(Your task): The lines needed are those from the start of the records through the line holding "use serde_json::Value;", each copied exactly.
Top of Source material
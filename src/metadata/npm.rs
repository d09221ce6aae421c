//! Fetch metadata from the npm registry

use crate::config::NetworkConfig;
use crate::error::{AuditError, Result};
use crate::metadata::MetadataFetcher;
use crate::types::{MetadataLookup, PackageMetadata, UNKNOWN};
use async_trait::async_trait;
use reqwest::Client;
use serde::Deserialize;
use serde_json::Value;
use std::collections::HashMap;
use tracing::{debug, warn};

const USER_AGENT: &str = concat!(env!("CARGO_PKG_NAME"), "/", env!("CARGO_PKG_VERSION"));
const SERVICE: &str = "npm registry";

/// Packument returned by `GET <registry>/<name>`
#[derive(Debug, Deserialize)]
struct Packument {
    #[serde(rename = "dist-tags", default)]
    dist_tags: HashMap<String, String>,
    #[serde(default)]
    versions: HashMap<String, VersionInfo>,
}

#[derive(Debug, Deserialize)]
struct VersionInfo {
    #[serde(default)]
    license: Option<Value>,
    #[serde(default)]
    licenses: Option<Vec<Value>>,
}

impl VersionInfo {
    /// License string, accepting the legacy `{ "type": ... }` and `licenses` forms
    fn license(&self) -> Option<String> {
        self.license
            .as_ref()
            .and_then(license_name)
            .or_else(|| self.licenses.as_ref()?.first().and_then(license_name))
    }
}

fn license_name(value: &Value) -> Option<String> {
    let name = match value {
        Value::String(name) => name.as_str(),
        Value::Object(object) => object.get("type")?.as_str()?,
        _ => return None,
    };
    let name = name.trim();
    (!name.is_empty()).then(|| name.to_string())
}

/// HTTP client for the npm registry document API
pub struct NpmRegistryClient {
    client: Client,
    registry_url: String,
}

impl NpmRegistryClient {
    pub fn new(config: &NetworkConfig) -> Result<Self> {
        let client = build_client(config)?;
        Ok(Self {
            client,
            registry_url: config.registry_base().to_string(),
        })
    }

    /// Fetch and resolve metadata, surfacing failures as errors
    async fn try_fetch(&self, name: &str, declared_version: &str) -> Result<MetadataLookup> {
        let url = package_url(&self.registry_url, name);
        debug!("Fetching registry metadata for {}@{} from {}", name, declared_version, url);

        let response = self.client.get(&url).send().await?;

        if !response.status().is_success() {
            return Err(AuditError::api(
                SERVICE,
                format!("HTTP {}: {}", response.status(), name),
            ));
        }

        let packument: Packument = response.json().await?;
        Ok(resolve(&packument, declared_version))
    }
}

#[async_trait]
impl MetadataFetcher for NpmRegistryClient {
    async fn fetch(&self, name: &str, declared_version: &str) -> MetadataLookup {
        match self.try_fetch(name, declared_version).await {
            Ok(lookup) => {
                if !lookup.is_resolved() {
                    debug!("{}@{} not found in registry versions", name, declared_version);
                }
                lookup
            }
            Err(e) => {
                warn!("Failed to fetch registry metadata for {}: {}", name, e);
                MetadataLookup::Unresolved
            }
        }
    }
}

/// Request URL for a package; scoped names keep `@` and encode the slash
fn package_url(registry_url: &str, name: &str) -> String {
    let encoded = match name.strip_prefix('@') {
        Some(scoped) => format!("@{}", urlencoding::encode(scoped)),
        None => urlencoding::encode(name).into_owned(),
    };
    format!("{}/{}", registry_url, encoded)
}

/// Resolve the declared version's entry and the latest tag
fn resolve(packument: &Packument, declared_version: &str) -> MetadataLookup {
    let Some(version) = packument.versions.get(declared_version) else {
        return MetadataLookup::Unresolved;
    };

    MetadataLookup::Resolved(PackageMetadata {
        latest_version: packument
            .dist_tags
            .get("latest")
            .cloned()
            .unwrap_or_else(|| UNKNOWN.to_string()),
        license: version.license().unwrap_or_else(|| UNKNOWN.to_string()),
    })
}

/// Build HTTP client with proper configuration
fn build_client(config: &NetworkConfig) -> Result<Client> {
    Client::builder()
        .user_agent(USER_AGENT)
        .timeout(config.timeout())
        .build()
        .map_err(|e| AuditError::network(format!("Failed to build HTTP client: {}", e)))
}

#[cfg(test)]
mod tests {
    use super::*;
    use crate::classifier::build_verdict;
    use crate::config::AuditConfig;
    use crate::types::{DependencyDeclaration, VulnerabilityInfo};

    const LODASH: &str = r#"{
        "name": "lodash",
        "dist-tags": {"latest": "4.17.21"},
        "versions": {
            "4.17.0": {"version": "4.17.0", "license": "MIT"},
            "4.17.21": {"version": "4.17.21", "license": "MIT"}
        }
    }"#;

    fn network(url: &str) -> NetworkConfig {
        NetworkConfig {
            registry_url: url.to_string(),
            timeout_secs: 5,
            concurrency: 1,
        }
    }

    fn packument(json: &str) -> Packument {
        serde_json::from_str(json).unwrap()
    }

    #[test]
    fn test_package_url() {
        assert_eq!(
            package_url("https://registry.npmjs.org", "lodash"),
            "https://registry.npmjs.org/lodash"
        );
        assert_eq!(
            package_url("https://registry.npmjs.org", "@types/node"),
            "https://registry.npmjs.org/@types%2Fnode"
        );
    }

    #[test]
    fn test_resolve_uses_declared_version_license() {
        let doc = packument(
            r#"{
                "dist-tags": {"latest": "2.0.0"},
                "versions": {
                    "1.0.0": {"license": "GPL-3.0"},
                    "2.0.0": {"license": "MIT"}
                }
            }"#,
        );

        let metadata = resolve(&doc, "1.0.0").into_metadata();
        assert_eq!(metadata.latest_version, "2.0.0");
        assert_eq!(metadata.license, "GPL-3.0");
    }

    #[test]
    fn test_resolve_missing_version_is_unresolved() {
        assert_eq!(resolve(&packument(LODASH), "3.0.0"), MetadataLookup::Unresolved);
    }

    #[test]
    fn test_resolve_range_specifier_is_unresolved() {
        // Ranges are not version keys
        let lookup = resolve(&packument(LODASH), "^4.17.21");
        assert_eq!(lookup, MetadataLookup::Unresolved);

        let verdict = build_verdict(
            DependencyDeclaration::new("lodash", "^4.17.21"),
            lookup.into_metadata(),
            &AuditConfig::default(),
            &VulnerabilityInfo::new(),
        );
        assert_eq!(verdict.latest_version, UNKNOWN);
        assert!(!verdict.is_outdated);
        assert!(verdict.is_license_allowed);
    }

    #[test]
    fn test_legacy_license_forms() {
        let doc = packument(
            r#"{
                "dist-tags": {},
                "versions": {
                    "1.0.0": {"license": {"type": "BSD-3-Clause", "url": "http://example.com"}},
                    "1.1.0": {"licenses": [{"type": "Apache-2.0"}]},
                    "1.2.0": {}
                }
            }"#,
        );

        let old = resolve(&doc, "1.0.0").into_metadata();
        assert_eq!(old.license, "BSD-3-Clause");
        assert_eq!(old.latest_version, UNKNOWN);

        assert_eq!(resolve(&doc, "1.1.0").into_metadata().license, "Apache-2.0");
        assert_eq!(resolve(&doc, "1.2.0").into_metadata().license, UNKNOWN);
    }

    #[tokio::test]
    async fn test_fetch_from_registry() {
        let mut server = mockito::Server::new_async().await;
        let mock = server
            .mock("GET", "/lodash")
            .with_status(200)
            .with_header("content-type", "application/json")
            .with_body(LODASH)
            .expect(1)
            .create_async()
            .await;

        let client = NpmRegistryClient::new(&network(&server.url())).unwrap();
        let lookup = client.fetch("lodash", "4.17.0").await;

        mock.assert_async().await;
        assert_eq!(
            lookup,
            MetadataLookup::Resolved(PackageMetadata {
                latest_version: "4.17.21".to_string(),
                license: "MIT".to_string(),
            })
        );
    }

    #[tokio::test]
    async fn test_fetch_not_found_is_unresolved() {
        let mut server = mockito::Server::new_async().await;
        let _mock = server
            .mock("GET", "/left-pad")
            .with_status(404)
            .with_body(r#"{"error":"Not found"}"#)
            .create_async()
            .await;

        let client = NpmRegistryClient::new(&network(&server.url())).unwrap();
        assert_eq!(client.fetch("left-pad", "1.0.0").await, MetadataLookup::Unresolved);
    }

    #[tokio::test]
    async fn test_fetch_malformed_body_is_unresolved() {
        let mut server = mockito::Server::new_async().await;
        let _mock = server
            .mock("GET", "/broken")
            .with_status(200)
            .with_body("<html>maintenance</html>")
            .create_async()
            .await;

        let client = NpmRegistryClient::new(&network(&server.url())).unwrap();
        assert_eq!(client.fetch("broken", "1.0.0").await, MetadataLookup::Unresolved);
    }

    #[tokio::test]
    async fn test_fetch_unreachable_registry_is_unresolved() {
        let client = NpmRegistryClient::new(&network("http://127.0.0.1:9")).unwrap();
        assert_eq!(client.fetch("left-pad", "1.0.0").await, MetadataLookup::Unresolved);
    }
}
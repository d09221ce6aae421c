//! Console and Markdown renderings of stored verdicts

use crate::types::{AuditSummary, DependencyVerdict};
use chrono::{DateTime, SecondsFormat, Utc};
use colored::*;

/// Counts of total, outdated, vulnerable and non-compliant verdicts
pub fn render_summary(verdicts: &[DependencyVerdict]) -> String {
    let summary = AuditSummary::from_verdicts(verdicts);
    let mut out = String::new();

    out.push_str(&format!("{}\n", "=== Audit Summary ===".bold()));
    out.push_str(&format!("Total dependencies: {}\n", summary.total));
    out.push_str(&format!(
        "  {} {}\n",
        "●".yellow(),
        format!("Outdated: {}", summary.outdated).yellow()
    ));
    out.push_str(&format!(
        "  {} {}\n",
        "●".red(),
        format!("Vulnerable: {}", summary.vulnerable).red()
    ));
    out.push_str(&format!(
        "  {} {}\n",
        "●".magenta(),
        format!("Non-compliant licenses: {}", summary.non_compliant).magenta()
    ));

    out
}

/// One line per verdict, with sub-lines only for the conditions that apply
pub fn render_detail(verdicts: &[DependencyVerdict]) -> String {
    let mut out = String::new();
    out.push_str(&format!("{}\n", "=== Detailed Results ===".bold()));

    for verdict in verdicts {
        out.push_str(&format!("{}@{}\n", verdict.name.bold(), verdict.declared_version));

        if verdict.is_outdated {
            out.push_str(&format!(
                "  {} latest {}\n",
                "outdated:".yellow(),
                verdict.latest_version
            ));
        }
        if let Some(severity) = &verdict.vulnerability_severity {
            out.push_str(&format!("  {} {}\n", "vulnerability:".red(), severity));
        }
        if !verdict.is_license_allowed {
            out.push_str(&format!(
                "  {} {}\n",
                "license not allowed:".magenta(),
                verdict.license
            ));
        }
    }

    out
}

/// Outdated verdicts only, as `name: declared -> latest`
pub fn render_outdated(verdicts: &[DependencyVerdict]) -> String {
    let outdated: Vec<_> = verdicts.iter().filter(|v| v.is_outdated).collect();
    if outdated.is_empty() {
        return format!("{}\n", "No outdated dependencies.".green());
    }

    let mut out = String::new();
    out.push_str(&format!("{}\n", "=== Outdated Dependencies ===".bold()));
    for verdict in outdated {
        out.push_str(&format!(
            "{}: {} -> {}\n",
            verdict.name.bold(),
            verdict.declared_version,
            verdict.latest_version.yellow()
        ));
    }
    out
}

/// Every verdict's license with its compliance marker
pub fn render_licenses(verdicts: &[DependencyVerdict]) -> String {
    let mut out = String::new();
    out.push_str(&format!("{}\n", "=== Licenses ===".bold()));

    for verdict in verdicts {
        let marker = if verdict.is_license_allowed {
            "allowed".green()
        } else {
            "not allowed".red()
        };
        out.push_str(&format!("{}: {} ({})\n", verdict.name.bold(), verdict.license, marker));
    }

    let non_compliant = AuditSummary::from_verdicts(verdicts).non_compliant;
    out.push_str(&format!("Non-compliant licenses: {}\n", non_compliant));
    out
}

/// Full Markdown document, rebuilt from the given verdicts
pub fn render_markdown(project_name: &str, verdicts: &[DependencyVerdict], generated_at: DateTime<Utc>) -> String {
    let summary = AuditSummary::from_verdicts(verdicts);
    let mut md = String::new();

    md.push_str(&format!("# Dependency Audit Report: {}\n\n", project_name));
    md.push_str(&format!(
        "**Generated:** {}\n\n",
        generated_at.to_rfc3339_opts(SecondsFormat::Secs, true)
    ));

    md.push_str("## Summary\n\n");
    md.push_str(&format!("- Total dependencies: {}\n", summary.total));
    md.push_str(&format!("- Outdated: {}\n", summary.outdated));
    md.push_str(&format!("- Vulnerable: {}\n", summary.vulnerable));
    md.push_str(&format!("- Non-compliant licenses: {}\n\n", summary.non_compliant));

    md.push_str("## Dependencies\n");
    for verdict in verdicts {
        md.push_str(&format!("\n### {}\n\n", verdict.name));
        md.push_str(&format!("- Declared version: {}\n", verdict.declared_version));
        md.push_str(&format!("- Latest version: {}\n", verdict.latest_version));
        md.push_str(&format!(
            "- Vulnerability: {}\n",
            verdict.vulnerability_severity.as_deref().unwrap_or("None")
        ));
        md.push_str(&format!(
            "- License: {} ({})\n",
            verdict.license,
            if verdict.is_license_allowed { "Allowed" } else { "Not allowed" }
        ));
    }

    md
}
Bottom of Source material
(Result of this exercise):
filename src/metadata/npm.rs
repository d09221ce6aae421c
//! Fetch metadata from the npm registry

use crate::config::NetworkConfig;
use crate::error::{AuditError, Result};
use crate::metadata::MetadataFetcher;
use crate::types::{MetadataLookup, PackageMetadata, UNKNOWN};
use async_trait::async_trait;
use reqwest::Client;
use serde::Deserialize;
use serde_json::Value;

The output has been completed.